Until fairly recently in this country experimental design had not been used extensively in the "parts" industries (e. g. automobile manufacture for example). Now, however, because of its use by the Japanese, who borrowed these concepts from the West, some of the ideas of experimental design are being re-imported from Japan. In particular this is true of the so-called "Taguchi methods". These methods pay scant attention to randomization and blocking however. So the question is often raised as to whether or not randomization is still important in the "parts" industries.

* [footnote] Note that the question of what are similar circumstances of experimentation must invariably rest on the technical opinion of the person using the results. It is not a statistical question, as has been pointed out by Deming (1950, 1975) in his discussion of enumerative and analytic studies.

What to Do

To understand what we should do in practice, let's look at the problem a little more closely. We have seen that we live in a non-stationary world in which nothing stays put whether we are talking about the process of manufacturing or the taking of a blood pressure reading. But all models are approximations, so the real question is whether the stationary approximation is good enough for your particular situation. According to my argument, if it is, you don't need to randomize. Such questions are not easy - for while the degree of non-stationary in making parts, a for example, usually is very different from that occurring in an agricultural field, the precision needed in making a part is correspondingly much greater and the differences we may be looking for, much smaller. Also even in the automobile industry not all problems are about making parts.
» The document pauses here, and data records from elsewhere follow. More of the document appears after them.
//! Simplifying-method-calls recipes: renames and signature changes.

use tracing::debug;

use super::{require, Recipe, RecipeParams};
use crate::errors::{RefactorError, Result};
use crate::locator::TargetReference;
use crate::mutator::{self, RenameScope, TransformationPlan};
use crate::navigator;
use crate::tree::SourceTree;

/// Rename a method and every file-local call site.
pub struct RenameMethod;

impl Recipe for RenameMethod {
    fn name(&self) -> &'static str {
        "rename-method"
    }

    fn plan(
        &self,
        tree: &SourceTree,
        reference: &TargetReference,
        params: &RecipeParams,
    ) -> Result<TransformationPlan> {
        let new_name = require(&params.name, "--name", self.name())?;
        rename_method_to(tree, reference, new_name)
    }
}

/// Rename a method to its underscore-private form, taking it out of the
/// class's public surface.
pub struct HideMethod;

impl Recipe for HideMethod {
    fn name(&self) -> &'static str {
        "hide-method"
    }

    fn plan(
        &self,
        tree: &SourceTree,
        reference: &TargetReference,
        _params: &RecipeParams,
    ) -> Result<TransformationPlan> {
        let method = reference.method_name.as_deref().ok_or_else(|| {
            RefactorError::Addressing(
                "address must name a method (file::Class::method)".to_string(),
            )
        })?;
        if method.starts_with('_') {
            return Err(RefactorError::TargetNotFound(format!(
                "method '{method}' is already private"
            )));
        }
        rename_method_to(tree, reference, &format!("_{method}"))
    }
}

fn rename_method_to(
    tree: &SourceTree,
    reference: &TargetReference,
    new_name: &str,
) -> Result<TransformationPlan> {
    let target = navigator::resolve_function(tree, reference)?;
    let class = target.class.ok_or_else(|| {
        RefactorError::TargetNotFound("rename needs a class method target".to_string())
    })?;
    let old = reference.method_name.as_deref().ok_or_else(|| {
        RefactorError::Addressing("address must name a method (file::Class::method)".to_string())
    })?;

    debug!(old, new = new_name, "renaming method");
    mutator::rename_binding(tree, RenameScope::Method { class }, old, new_name)
}

/// Append a defaulted parameter to a method's signature.
pub struct AddParameter;

impl Recipe for AddParameter {
    fn name(&self) -> &'static str {
        "add-parameter"
    }

    fn plan(
        &self,
        tree: &SourceTree,
        reference: &TargetReference,
        params: &RecipeParams,
    ) -> Result<TransformationPlan> {
        let param_name = require(&params.name, "--name", self.name())?;
        let default = params.default.as_deref().unwrap_or("None");
        let target = navigator::resolve_function(tree, reference)?;
        mutator::add_parameter(tree, &target, param_name, default)
    }
}

/// Remove a parameter and rewrite file-local call sites.
pub struct RemoveParameter;

impl Recipe for RemoveParameter {
    fn name(&self) -> &'static str {
        "remove-parameter"
    }

    fn plan(
        &self,
        tree: &SourceTree,
        reference: &TargetReference,
        params: &RecipeParams,
    ) -> Result<TransformationPlan> {
        let param_name = require(&params.name, "--name", self.name())?;
        let target = navigator::resolve_function(tree, reference)?;
        mutator::remove_parameter(tree, &target, param_name)
    }
}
Many experiments (for example, those arising in the paint shop) are conducted in circumstances much less easy to control.

The crucial factor in the effective use of any statistical method is good judgement. All I can do here is to help you use it, and in particular to make clear what it is you must use your good judgement about.

All right then. You do not need to randomize if you believe your system is, to a sufficiently good approximation, in a state of control and can be relied on to stay in that state while you make experimental changes (that presumably you have never made before). Sufficiently good approximation to a state of control means that over the period of experimentation differences due to the slight degree of non-stationarity existing will be small compared with differences due to the treatments. In making such a judgment bear in mind that belief is not the same as wishful thinking.

My advice then would be:

  1. In those cases where randomization only slightly complicates the experiment, always randomize.
  2. In those cases where randomization would make the experiment impossible or extremely difficult to do, but you can make an honest judgement about approximate stationarity of the kind outlined above, run the experiment anyway without randomization.
  3. if you believe the process is so unstable that without randomization the results would be useless and misleading, and randomization would make the experiment impossible or extremely difficult to do, then do not run the experiment. Work instead on stabilizing the process or on getting the information some other way.
  4. A compromise design that sometimes helps to overcome some of these difficulties is the split plot arrangement. Maybe I can talk to you about this in a later column.


  • Deming, W.E. (1950). Some Theory of Sampling, New York: Wiley.
  • Deming, W.E. (1975). On Probability as a Basis for Action, American Statistician, Vol. 29, No. 4, pp. 146-152.